E de todas as ditas indignidades que os próprios brutos, se as sentissem, não suportariam, de todas podeis libertar-vos, se tentardes não digo libertar-vos, mas apenas querer fazê-lo.
Tomai a resolução de não mais servirdes e sereis livres. Não vos peço que o empurreis ou o derrubeis, mas somente que o não apoieis: não tardareis a ver como, qual Colosso descomunal, a que se tire a base, cairá por terra e se quebrará.”


“Creio firmemente que, se nós vivêssemos de acordo com a natureza e com os seus ensinamentos, seríamos naturalmente obedientes ao país, submissos à razão e de ninguém escravos. (...)
Esta boa mãe deu-nos a todos a terra para nela morarmos, albergou-nos a todos numa mesma casa, moldou-nos a todos numa mesma massa, para assim todos podermos mirar-nos e reconhecer-nos uns nos outros; a todos em comum outorgou o grande dom da voz e da palavra para sermos mais amigos e mais irmãos e, pela comum e mútua declaração dos nossos pensamentos, estabelecermos a comunhão de nossas vontades.
E pois ela buscou por todos os meios apertar e estreitar mais fortemente os nós da nossa aliança e sociedade, e por todas as formas mostrou mais desejar ver-nos unidos do que unos, não há dúvida de que somos todos companheiros e ninguém poderá jamais admitir que a natureza, integrando-nos a todos numa sociedade, tenha destinado uns para escravos.”


“Começamos a domesticar o cavalo, desde o momento em que ele nasce, preparamo-lo para nos servir e não podemos glorificar-nos de que, uma vez domado, ele não morde o freio e não se empina quando o esporeamos, como se (assim parece) quisesse mostrar à natureza e testemunhar por essa forma que serve não de boa vontade mas por ser obrigado a servir.
Que dizer perante isto?
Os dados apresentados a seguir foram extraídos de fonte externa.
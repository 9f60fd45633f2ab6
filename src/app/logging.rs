use crate::config::AppConfig;
use chrono::Local;
use std::{
    env, fs,
    io::Write,
    panic,
    path::PathBuf,
    sync::{
        atomic::{AtomicBool, Ordering},
        Mutex, OnceLock,
    },
};

const LOG_MAX_BYTES: u64 = 5 * 1024 * 1024;
const CRASH_LOG_MAX_BYTES: u64 = 256 * 1024;
static LOG_ENABLED: AtomicBool = AtomicBool::new(false);
static LOG_CONTENT_ENABLED: AtomicBool = AtomicBool::new(false);
static DEBUG_LOG: OnceLock<Mutex<Option<CappedFile>>> = OnceLock::new();

/// Debug log in the temp dir; capped and truncated in place when full.
pub fn log_file_path() -> PathBuf {
    env::temp_dir().join("taskboard.log")
}

/// Crash log written by the panic hook (location only unless content logging is on).
pub fn crash_log_path() -> PathBuf {
    env::temp_dir().join("taskboard_crash.log")
}

/// Append-only file that starts over once it would grow past `max_bytes`.
struct CappedFile {
    path: PathBuf,
    file: fs::File,
    max_bytes: u64,
    bytes_written: u64,
}

impl CappedFile {
    fn open(path: PathBuf, max_bytes: u64) -> Option<Self> {
        let existing = fs::metadata(&path).map(|m| m.len()).unwrap_or(0);
        let (file, bytes_written) = if existing > max_bytes {
            (Self::truncate(&path)?, 0)
        } else {
            let file = fs::OpenOptions::new()
                .create(true)
                .append(true)
                .open(&path)
                .ok()?;
            (file, existing)
        };
        Some(Self {
            path,
            file,
            max_bytes,
            bytes_written,
        })
    }

    fn truncate(path: &PathBuf) -> Option<fs::File> {
        fs::OpenOptions::new()
            .create(true)
            .write(true)
            .truncate(true)
            .open(path)
            .ok()
    }

    fn write_line(&mut self, line: &str) {
        if self.bytes_written.saturating_add(line.len() as u64) > self.max_bytes {
            if let Some(file) = Self::truncate(&self.path) {
                self.file = file;
                self.bytes_written = 0;
            }
        }
        if self.file.write_all(line.as_bytes()).is_ok() {
            self.bytes_written = self.bytes_written.saturating_add(line.len() as u64);
        }
    }
}

fn debug_log() -> &'static Mutex<Option<CappedFile>> {
    DEBUG_LOG.get_or_init(|| Mutex::new(None))
}

fn set_logging(enabled: bool, content_enabled: bool) {
    LOG_ENABLED.store(enabled, Ordering::Relaxed);
    LOG_CONTENT_ENABLED.store(enabled && content_enabled, Ordering::Relaxed);
    let mut writer = debug_log()
        .lock()
        .unwrap_or_else(|poisoned| poisoned.into_inner());
    *writer = if enabled {
        CappedFile::open(log_file_path(), LOG_MAX_BYTES)
    } else {
        None
    };
}

/// Configure file logging (debug log, crash log, tracing) from CLI flags or environment.
pub fn init_logging(config: &AppConfig) {
    set_logging(config.logging_enabled(), config.log_content);
    crate::telemetry::init_tracing(config);
}

fn stamp() -> String {
    Local::now().format("%Y-%m-%d %H:%M:%S%.3f").to_string()
}

/// Write debug messages to a temp file; the dashboard owns stdout.
pub fn log_debug(msg: &str) {
    if !LOG_ENABLED.load(Ordering::Relaxed) {
        return;
    }
    let line = format!("[{}] {msg}\n", stamp());
    let mut writer = debug_log()
        .lock()
        .unwrap_or_else(|poisoned| poisoned.into_inner());
    if let Some(writer) = writer.as_mut() {
        writer.write_line(&line);
    }
}

/// Write logs that may contain job labels or operation messages.
pub fn log_debug_content(msg: &str) {
    if LOG_CONTENT_ENABLED.load(Ordering::Relaxed) {
        log_debug(msg);
    }
}

/// Record a panic in the crash log, omitting the payload unless content logging is on.
pub fn log_panic(info: &panic::PanicHookInfo<'_>) {
    if !LOG_ENABLED.load(Ordering::Relaxed) {
        return;
    }

    let location = info
        .location()
        .map(|loc| format!("{}:{}", loc.file(), loc.line()))
        .unwrap_or_else(|| "unknown".to_string());
    let payload = if LOG_CONTENT_ENABLED.load(Ordering::Relaxed) {
        info.payload()
            .downcast_ref::<&str>()
            .map(|text| (*text).to_string())
            .or_else(|| info.payload().downcast_ref::<String>().cloned())
            .unwrap_or_else(|| "non-string panic payload".to_string())
    } else {
        "payload omitted (log-content disabled)".to_string()
    };

    let line = format!(
        "[{}] panic at {location}: {payload} (v{})\n",
        stamp(),
        env!("CARGO_PKG_VERSION")
    );
    if let Some(mut crash_log) = CappedFile::open(crash_log_path(), CRASH_LOG_MAX_BYTES) {
        crash_log.write_line(&line);
    }
}

#[cfg(test)]
pub(crate) fn set_logging_for_tests(enabled: bool, content_enabled: bool) {
    set_logging(enabled, content_enabled);
}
Que
Até os bois sob o jugo andam gemendo


“Sendo diversos os modos de alcançar o poder, a forma de reinar é sempre idêntica.
Os eleitos procedem como quem doma touros; os conquistadores como quem se assenhoreia de uma presa a que têm direito; os sucessores como quem lida com escravos naturais.”


“Nunca se lastima o que não se conhece, só se tem desgosto depois de ter gozado o prazer, depois de se ter conhecido o bem e se recordar a alegria passada. É natural no homem o ser livre e o querer sê-lo; mas está igualmente na sua natureza ficar com certos hábitos que a educação lhe dá.”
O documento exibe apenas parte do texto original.